Task item:
Pull every line holding the word "surface" out of the data and copy it.

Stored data
######

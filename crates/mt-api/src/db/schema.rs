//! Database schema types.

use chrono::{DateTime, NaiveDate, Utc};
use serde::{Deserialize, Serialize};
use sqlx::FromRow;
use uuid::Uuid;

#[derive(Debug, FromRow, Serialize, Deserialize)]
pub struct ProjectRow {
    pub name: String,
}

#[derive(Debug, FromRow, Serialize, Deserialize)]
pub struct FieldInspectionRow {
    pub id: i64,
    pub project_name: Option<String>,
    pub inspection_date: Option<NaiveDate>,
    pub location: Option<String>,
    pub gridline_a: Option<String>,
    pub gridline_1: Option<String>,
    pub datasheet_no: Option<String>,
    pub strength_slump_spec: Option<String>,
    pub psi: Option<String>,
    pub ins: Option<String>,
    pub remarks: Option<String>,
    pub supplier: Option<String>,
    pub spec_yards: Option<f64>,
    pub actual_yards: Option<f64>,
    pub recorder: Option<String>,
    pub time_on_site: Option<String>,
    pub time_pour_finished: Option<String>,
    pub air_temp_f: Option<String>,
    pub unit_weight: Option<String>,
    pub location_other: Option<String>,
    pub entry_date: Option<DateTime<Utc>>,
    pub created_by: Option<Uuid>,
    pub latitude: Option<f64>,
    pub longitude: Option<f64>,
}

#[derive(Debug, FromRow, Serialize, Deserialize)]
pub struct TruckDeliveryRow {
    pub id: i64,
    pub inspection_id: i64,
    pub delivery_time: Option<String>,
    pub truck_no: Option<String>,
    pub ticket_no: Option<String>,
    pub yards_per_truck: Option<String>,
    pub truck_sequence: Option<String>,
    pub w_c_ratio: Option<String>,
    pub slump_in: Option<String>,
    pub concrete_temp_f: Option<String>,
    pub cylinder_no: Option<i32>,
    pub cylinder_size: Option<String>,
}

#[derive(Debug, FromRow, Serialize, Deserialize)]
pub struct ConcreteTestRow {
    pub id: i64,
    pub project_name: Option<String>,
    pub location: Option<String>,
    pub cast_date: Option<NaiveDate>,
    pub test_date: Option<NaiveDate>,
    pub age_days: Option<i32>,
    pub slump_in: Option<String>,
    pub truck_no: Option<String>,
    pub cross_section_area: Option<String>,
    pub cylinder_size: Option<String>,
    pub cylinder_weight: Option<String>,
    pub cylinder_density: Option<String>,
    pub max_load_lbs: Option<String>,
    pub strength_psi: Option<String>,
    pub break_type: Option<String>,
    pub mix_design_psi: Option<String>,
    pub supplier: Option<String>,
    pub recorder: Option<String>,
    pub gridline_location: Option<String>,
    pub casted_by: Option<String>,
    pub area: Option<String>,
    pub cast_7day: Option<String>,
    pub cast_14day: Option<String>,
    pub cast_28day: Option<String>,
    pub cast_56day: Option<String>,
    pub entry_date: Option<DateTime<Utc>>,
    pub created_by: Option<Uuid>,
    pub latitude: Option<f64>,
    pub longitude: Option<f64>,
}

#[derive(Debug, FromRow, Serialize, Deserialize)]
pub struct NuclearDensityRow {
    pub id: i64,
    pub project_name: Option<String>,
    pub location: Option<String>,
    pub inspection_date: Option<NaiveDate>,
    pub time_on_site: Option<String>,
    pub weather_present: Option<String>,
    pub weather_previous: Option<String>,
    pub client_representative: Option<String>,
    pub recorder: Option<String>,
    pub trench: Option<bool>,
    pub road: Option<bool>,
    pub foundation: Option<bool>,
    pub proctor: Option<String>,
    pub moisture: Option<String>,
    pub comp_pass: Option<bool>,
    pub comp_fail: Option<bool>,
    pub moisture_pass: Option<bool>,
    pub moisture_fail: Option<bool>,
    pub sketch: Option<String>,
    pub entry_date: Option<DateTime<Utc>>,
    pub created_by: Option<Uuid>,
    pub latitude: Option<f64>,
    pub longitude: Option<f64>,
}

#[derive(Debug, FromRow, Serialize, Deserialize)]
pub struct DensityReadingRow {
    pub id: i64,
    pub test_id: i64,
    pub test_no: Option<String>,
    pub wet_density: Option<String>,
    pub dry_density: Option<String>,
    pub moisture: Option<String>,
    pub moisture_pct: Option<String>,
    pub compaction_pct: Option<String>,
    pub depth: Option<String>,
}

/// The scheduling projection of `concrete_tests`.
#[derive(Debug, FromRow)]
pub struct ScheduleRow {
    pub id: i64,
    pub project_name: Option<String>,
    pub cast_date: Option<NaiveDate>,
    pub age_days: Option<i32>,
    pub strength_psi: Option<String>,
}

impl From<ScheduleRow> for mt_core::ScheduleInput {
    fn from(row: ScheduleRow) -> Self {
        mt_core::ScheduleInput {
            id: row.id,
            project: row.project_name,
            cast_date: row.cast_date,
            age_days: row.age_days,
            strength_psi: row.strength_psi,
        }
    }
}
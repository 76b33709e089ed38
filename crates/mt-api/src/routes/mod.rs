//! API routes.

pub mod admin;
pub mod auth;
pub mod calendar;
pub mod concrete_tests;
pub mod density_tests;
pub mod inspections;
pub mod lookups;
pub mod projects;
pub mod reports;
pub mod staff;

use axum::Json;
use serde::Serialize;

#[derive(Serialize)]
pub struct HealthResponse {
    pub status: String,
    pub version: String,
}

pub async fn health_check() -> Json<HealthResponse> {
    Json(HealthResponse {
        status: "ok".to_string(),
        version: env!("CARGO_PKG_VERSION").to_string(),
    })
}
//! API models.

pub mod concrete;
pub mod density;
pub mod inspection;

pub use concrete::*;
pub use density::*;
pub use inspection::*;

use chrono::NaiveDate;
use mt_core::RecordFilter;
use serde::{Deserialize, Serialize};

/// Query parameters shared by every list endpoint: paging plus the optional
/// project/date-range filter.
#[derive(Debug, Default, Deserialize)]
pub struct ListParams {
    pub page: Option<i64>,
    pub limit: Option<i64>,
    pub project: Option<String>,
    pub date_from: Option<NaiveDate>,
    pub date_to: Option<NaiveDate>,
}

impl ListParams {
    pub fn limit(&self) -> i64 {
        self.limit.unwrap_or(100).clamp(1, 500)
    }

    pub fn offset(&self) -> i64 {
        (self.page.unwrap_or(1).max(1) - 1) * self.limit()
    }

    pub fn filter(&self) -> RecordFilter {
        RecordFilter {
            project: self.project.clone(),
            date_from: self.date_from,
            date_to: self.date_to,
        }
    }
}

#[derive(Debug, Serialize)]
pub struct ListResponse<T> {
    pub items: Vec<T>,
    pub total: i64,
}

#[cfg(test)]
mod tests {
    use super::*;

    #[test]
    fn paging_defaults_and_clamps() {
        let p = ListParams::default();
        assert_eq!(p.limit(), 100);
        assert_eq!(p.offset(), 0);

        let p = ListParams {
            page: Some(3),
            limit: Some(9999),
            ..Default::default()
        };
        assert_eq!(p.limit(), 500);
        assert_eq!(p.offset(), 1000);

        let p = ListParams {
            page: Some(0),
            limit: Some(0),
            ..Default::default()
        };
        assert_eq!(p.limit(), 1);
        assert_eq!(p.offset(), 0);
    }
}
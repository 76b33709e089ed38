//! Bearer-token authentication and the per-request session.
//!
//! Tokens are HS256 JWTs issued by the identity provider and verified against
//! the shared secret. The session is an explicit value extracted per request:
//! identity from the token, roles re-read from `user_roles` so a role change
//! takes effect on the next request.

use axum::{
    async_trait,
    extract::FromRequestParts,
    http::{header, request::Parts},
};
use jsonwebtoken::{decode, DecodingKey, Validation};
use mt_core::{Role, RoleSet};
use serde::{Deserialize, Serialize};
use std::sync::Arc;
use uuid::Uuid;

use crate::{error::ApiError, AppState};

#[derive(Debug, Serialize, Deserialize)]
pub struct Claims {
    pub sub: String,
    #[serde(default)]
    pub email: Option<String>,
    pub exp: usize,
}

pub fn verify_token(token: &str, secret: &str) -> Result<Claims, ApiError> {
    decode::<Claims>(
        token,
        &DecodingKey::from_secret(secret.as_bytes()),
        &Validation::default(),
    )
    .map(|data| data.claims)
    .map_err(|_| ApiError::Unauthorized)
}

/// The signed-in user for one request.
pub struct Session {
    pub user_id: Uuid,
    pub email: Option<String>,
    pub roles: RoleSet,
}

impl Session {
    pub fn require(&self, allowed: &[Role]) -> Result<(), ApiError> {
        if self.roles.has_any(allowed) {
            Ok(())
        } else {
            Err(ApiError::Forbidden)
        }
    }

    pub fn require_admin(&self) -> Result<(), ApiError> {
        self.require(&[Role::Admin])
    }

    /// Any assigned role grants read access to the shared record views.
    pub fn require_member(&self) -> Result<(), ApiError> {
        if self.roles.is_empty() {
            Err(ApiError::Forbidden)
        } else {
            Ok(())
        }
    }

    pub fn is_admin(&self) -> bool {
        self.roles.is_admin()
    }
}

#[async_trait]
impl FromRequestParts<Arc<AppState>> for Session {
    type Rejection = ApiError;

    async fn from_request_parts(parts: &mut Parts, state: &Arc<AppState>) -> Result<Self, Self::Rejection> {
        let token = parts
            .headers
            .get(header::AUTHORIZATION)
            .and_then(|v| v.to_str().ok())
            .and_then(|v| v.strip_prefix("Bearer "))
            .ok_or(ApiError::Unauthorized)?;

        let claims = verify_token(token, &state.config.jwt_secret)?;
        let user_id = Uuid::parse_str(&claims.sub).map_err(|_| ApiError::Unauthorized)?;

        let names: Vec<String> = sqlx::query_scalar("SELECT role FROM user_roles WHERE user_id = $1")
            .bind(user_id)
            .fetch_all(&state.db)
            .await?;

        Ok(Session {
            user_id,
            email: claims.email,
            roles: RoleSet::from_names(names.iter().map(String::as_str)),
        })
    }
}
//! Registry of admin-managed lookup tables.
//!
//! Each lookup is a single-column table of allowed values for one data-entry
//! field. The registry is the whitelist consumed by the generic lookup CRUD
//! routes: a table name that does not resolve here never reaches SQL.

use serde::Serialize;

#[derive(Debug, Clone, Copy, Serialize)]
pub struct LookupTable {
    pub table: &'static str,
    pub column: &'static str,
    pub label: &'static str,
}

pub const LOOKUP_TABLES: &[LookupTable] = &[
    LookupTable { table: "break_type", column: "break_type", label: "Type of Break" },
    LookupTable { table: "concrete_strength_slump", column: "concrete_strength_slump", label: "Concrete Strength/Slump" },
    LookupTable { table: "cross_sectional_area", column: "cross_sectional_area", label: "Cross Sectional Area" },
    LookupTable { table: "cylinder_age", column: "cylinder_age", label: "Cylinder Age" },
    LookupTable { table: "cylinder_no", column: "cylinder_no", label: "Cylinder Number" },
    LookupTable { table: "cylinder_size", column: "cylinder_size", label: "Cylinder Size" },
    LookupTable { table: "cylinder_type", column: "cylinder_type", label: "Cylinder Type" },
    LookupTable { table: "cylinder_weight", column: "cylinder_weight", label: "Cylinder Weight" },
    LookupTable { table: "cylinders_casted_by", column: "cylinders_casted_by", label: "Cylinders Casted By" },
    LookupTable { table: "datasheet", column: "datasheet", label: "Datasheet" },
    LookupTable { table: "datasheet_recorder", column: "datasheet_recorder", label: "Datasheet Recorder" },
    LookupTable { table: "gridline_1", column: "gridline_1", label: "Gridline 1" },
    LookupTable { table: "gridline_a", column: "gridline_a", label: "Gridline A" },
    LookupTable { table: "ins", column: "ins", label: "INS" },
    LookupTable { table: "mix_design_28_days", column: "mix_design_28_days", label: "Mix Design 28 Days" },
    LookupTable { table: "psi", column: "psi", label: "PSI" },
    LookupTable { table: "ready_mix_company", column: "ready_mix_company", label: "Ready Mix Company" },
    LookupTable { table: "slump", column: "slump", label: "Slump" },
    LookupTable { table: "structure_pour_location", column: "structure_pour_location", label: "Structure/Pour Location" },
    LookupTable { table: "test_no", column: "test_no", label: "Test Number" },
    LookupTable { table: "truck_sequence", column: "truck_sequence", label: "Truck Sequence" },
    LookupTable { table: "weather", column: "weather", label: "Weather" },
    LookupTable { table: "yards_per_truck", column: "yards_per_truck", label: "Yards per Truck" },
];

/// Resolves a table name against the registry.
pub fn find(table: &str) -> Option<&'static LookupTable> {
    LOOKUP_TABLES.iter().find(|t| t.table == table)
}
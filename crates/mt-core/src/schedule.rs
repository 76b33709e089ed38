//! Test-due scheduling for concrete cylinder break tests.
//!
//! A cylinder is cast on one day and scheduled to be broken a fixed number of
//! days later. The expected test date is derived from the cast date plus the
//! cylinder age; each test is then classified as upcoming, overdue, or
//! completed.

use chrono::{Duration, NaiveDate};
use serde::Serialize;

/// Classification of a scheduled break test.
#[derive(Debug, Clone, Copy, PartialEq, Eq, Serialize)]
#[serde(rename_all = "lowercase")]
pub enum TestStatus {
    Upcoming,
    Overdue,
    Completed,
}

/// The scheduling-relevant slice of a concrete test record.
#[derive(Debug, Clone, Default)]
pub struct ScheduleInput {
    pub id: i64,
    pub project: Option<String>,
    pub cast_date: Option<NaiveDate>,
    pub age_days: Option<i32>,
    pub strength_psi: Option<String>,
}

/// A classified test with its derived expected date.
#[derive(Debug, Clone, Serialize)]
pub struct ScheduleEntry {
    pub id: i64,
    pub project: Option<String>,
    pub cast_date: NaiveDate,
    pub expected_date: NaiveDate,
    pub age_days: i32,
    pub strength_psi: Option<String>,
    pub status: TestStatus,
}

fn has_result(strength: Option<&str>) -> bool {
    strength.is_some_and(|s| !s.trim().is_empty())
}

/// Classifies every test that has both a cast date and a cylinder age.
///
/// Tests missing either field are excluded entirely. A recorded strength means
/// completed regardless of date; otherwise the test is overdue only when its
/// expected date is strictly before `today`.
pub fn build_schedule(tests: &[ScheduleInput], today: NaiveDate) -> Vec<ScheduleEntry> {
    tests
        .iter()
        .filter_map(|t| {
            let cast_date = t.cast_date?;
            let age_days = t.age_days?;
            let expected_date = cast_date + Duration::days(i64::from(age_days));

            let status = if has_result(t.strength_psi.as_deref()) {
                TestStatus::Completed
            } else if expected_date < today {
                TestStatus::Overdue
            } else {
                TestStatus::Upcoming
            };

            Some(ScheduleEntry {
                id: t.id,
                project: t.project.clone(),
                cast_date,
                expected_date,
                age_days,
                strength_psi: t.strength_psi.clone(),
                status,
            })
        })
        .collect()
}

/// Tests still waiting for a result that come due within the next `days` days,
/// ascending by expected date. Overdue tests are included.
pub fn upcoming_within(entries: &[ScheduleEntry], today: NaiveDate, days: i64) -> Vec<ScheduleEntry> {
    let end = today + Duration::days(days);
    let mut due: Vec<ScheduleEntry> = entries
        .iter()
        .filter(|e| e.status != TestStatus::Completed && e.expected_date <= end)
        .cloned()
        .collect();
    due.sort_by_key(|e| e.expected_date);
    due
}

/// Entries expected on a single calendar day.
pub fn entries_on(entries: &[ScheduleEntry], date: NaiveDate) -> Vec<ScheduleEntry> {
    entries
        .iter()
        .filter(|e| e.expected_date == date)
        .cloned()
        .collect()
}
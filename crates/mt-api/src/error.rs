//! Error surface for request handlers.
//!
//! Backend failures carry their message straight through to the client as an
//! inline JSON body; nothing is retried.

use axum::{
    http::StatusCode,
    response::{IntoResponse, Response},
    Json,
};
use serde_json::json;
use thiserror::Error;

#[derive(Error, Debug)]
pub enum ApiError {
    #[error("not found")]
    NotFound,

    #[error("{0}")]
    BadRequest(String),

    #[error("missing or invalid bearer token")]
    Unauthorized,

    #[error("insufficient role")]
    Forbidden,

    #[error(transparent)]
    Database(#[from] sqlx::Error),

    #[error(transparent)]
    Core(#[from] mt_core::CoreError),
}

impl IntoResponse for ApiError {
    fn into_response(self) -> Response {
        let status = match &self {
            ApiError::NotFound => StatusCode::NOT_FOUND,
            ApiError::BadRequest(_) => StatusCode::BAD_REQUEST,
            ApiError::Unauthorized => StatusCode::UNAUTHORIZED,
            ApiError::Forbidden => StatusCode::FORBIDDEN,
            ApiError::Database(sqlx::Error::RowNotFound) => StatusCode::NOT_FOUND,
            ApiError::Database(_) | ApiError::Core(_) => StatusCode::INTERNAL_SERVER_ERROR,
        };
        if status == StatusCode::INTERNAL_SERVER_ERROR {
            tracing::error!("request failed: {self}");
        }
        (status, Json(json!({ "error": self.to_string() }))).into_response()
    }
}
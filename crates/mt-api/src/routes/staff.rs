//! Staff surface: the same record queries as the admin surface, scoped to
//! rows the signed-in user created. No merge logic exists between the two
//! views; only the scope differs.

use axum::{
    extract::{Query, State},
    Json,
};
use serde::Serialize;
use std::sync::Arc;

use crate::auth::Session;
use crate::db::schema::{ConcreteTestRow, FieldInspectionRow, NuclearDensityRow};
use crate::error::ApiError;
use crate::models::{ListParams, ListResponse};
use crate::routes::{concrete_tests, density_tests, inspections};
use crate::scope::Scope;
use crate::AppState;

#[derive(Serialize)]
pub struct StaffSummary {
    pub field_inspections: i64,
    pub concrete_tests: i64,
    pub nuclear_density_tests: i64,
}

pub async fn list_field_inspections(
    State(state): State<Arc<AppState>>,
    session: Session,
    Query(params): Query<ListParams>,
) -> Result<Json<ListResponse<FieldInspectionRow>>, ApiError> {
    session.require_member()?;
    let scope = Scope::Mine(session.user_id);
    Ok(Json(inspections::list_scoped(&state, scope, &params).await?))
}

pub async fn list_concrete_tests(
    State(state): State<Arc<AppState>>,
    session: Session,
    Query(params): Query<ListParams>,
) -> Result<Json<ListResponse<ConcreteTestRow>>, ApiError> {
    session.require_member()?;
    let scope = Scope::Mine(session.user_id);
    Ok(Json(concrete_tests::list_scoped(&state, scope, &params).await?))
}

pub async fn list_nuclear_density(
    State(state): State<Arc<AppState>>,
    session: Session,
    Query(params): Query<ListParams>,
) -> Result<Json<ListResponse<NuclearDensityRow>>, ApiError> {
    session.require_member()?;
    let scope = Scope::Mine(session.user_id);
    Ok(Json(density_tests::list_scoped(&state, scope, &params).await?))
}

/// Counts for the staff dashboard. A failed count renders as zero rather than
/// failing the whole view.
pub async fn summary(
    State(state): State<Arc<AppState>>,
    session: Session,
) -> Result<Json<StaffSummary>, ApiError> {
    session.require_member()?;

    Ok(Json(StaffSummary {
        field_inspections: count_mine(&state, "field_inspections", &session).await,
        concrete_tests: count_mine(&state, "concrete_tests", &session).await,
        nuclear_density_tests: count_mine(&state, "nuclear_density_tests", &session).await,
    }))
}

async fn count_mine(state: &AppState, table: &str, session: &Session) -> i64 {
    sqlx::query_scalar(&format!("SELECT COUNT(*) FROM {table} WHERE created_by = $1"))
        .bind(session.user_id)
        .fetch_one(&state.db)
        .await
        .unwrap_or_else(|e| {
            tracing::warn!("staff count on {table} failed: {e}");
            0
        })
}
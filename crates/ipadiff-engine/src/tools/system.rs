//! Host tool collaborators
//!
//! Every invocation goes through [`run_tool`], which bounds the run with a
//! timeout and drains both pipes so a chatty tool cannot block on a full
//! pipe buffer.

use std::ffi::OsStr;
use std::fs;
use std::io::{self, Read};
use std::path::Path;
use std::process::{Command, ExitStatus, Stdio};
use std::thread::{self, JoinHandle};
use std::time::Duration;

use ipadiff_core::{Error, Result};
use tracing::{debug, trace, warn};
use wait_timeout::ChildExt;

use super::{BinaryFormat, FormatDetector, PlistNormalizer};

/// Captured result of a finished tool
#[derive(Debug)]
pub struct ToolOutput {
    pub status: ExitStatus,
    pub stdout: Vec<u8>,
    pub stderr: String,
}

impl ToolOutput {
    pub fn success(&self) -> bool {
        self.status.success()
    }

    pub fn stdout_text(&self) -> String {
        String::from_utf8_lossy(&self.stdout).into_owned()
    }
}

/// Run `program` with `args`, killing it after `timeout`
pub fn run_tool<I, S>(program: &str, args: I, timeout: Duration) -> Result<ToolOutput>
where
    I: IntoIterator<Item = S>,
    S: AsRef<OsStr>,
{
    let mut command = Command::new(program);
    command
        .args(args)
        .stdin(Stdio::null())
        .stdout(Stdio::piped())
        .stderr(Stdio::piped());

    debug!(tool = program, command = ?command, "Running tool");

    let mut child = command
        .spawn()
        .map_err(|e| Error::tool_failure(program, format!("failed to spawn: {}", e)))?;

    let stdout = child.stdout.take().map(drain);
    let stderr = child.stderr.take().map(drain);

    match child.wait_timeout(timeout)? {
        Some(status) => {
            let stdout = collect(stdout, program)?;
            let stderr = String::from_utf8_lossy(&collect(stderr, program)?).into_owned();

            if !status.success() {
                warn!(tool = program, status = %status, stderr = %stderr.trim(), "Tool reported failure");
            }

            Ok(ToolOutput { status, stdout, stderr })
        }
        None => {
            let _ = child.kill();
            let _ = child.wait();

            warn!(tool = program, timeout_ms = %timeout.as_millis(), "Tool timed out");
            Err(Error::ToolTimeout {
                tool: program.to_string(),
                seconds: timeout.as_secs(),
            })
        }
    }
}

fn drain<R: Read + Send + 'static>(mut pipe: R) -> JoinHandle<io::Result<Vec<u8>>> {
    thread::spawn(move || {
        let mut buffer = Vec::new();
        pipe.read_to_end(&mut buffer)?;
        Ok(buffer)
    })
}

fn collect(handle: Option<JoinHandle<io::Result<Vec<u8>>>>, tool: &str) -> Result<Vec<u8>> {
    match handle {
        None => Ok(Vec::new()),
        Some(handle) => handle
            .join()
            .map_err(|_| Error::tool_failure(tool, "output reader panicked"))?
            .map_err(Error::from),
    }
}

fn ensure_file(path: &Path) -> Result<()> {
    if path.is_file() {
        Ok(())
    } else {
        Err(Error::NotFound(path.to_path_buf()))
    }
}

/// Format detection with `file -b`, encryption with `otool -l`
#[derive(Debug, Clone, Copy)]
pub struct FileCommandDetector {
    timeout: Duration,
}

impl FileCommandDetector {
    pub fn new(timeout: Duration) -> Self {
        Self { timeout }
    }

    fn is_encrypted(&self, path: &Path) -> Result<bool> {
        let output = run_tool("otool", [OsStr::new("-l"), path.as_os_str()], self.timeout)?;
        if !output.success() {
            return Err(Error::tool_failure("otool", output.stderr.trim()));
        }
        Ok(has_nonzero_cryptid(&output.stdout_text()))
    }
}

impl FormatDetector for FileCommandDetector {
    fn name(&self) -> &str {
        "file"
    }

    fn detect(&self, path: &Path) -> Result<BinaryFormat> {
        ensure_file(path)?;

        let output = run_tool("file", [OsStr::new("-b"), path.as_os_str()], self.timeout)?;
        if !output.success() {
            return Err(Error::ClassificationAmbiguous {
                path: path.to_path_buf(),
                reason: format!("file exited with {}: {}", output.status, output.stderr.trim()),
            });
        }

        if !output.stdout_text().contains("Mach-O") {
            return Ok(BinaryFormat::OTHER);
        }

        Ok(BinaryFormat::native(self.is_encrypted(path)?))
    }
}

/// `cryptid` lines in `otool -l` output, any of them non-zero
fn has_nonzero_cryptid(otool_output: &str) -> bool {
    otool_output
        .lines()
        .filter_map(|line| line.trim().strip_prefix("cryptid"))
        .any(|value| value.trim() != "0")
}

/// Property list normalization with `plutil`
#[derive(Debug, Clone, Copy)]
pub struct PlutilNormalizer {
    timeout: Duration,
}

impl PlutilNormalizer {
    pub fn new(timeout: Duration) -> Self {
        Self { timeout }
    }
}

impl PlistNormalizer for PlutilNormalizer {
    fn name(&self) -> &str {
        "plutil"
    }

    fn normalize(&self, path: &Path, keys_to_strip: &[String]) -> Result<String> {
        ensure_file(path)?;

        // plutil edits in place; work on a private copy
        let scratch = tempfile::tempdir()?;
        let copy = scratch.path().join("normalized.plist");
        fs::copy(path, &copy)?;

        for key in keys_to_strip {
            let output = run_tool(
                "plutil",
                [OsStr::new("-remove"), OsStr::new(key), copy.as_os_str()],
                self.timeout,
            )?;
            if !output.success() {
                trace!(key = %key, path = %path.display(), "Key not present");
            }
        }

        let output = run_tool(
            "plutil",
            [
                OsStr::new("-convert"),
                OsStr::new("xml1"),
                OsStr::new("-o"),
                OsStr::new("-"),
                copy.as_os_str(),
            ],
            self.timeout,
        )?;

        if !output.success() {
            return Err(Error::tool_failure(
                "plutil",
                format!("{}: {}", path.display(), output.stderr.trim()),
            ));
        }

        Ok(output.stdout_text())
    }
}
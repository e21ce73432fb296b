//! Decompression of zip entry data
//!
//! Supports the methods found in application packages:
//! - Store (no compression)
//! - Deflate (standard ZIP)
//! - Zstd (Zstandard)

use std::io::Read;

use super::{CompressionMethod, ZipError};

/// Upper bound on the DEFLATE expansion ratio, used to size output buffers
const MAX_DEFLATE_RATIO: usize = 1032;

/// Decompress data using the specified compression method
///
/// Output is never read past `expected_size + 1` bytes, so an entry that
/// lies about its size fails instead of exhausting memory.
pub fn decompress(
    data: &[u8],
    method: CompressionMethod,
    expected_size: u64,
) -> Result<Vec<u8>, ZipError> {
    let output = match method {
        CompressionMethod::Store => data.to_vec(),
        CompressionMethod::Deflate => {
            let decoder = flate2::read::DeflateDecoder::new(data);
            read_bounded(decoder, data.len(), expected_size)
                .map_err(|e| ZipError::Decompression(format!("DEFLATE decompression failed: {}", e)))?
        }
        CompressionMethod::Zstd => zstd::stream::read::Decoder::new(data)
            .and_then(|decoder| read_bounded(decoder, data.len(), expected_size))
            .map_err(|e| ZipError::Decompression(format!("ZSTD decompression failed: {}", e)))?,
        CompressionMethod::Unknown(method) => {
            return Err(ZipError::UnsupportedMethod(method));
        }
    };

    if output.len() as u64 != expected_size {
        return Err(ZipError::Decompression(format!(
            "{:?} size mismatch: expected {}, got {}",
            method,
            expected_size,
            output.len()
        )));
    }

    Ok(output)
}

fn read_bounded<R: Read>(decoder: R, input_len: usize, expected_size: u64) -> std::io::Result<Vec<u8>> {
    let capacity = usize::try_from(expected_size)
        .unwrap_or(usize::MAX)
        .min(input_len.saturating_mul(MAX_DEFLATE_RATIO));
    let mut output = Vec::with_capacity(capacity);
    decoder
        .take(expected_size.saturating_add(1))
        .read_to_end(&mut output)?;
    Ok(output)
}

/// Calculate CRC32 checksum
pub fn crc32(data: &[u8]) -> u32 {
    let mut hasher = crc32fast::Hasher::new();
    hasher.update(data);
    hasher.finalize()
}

######

Exercise output:
//! Error surface for request handlers.
//! Staff surface: the same record queries as the admin surface, scoped to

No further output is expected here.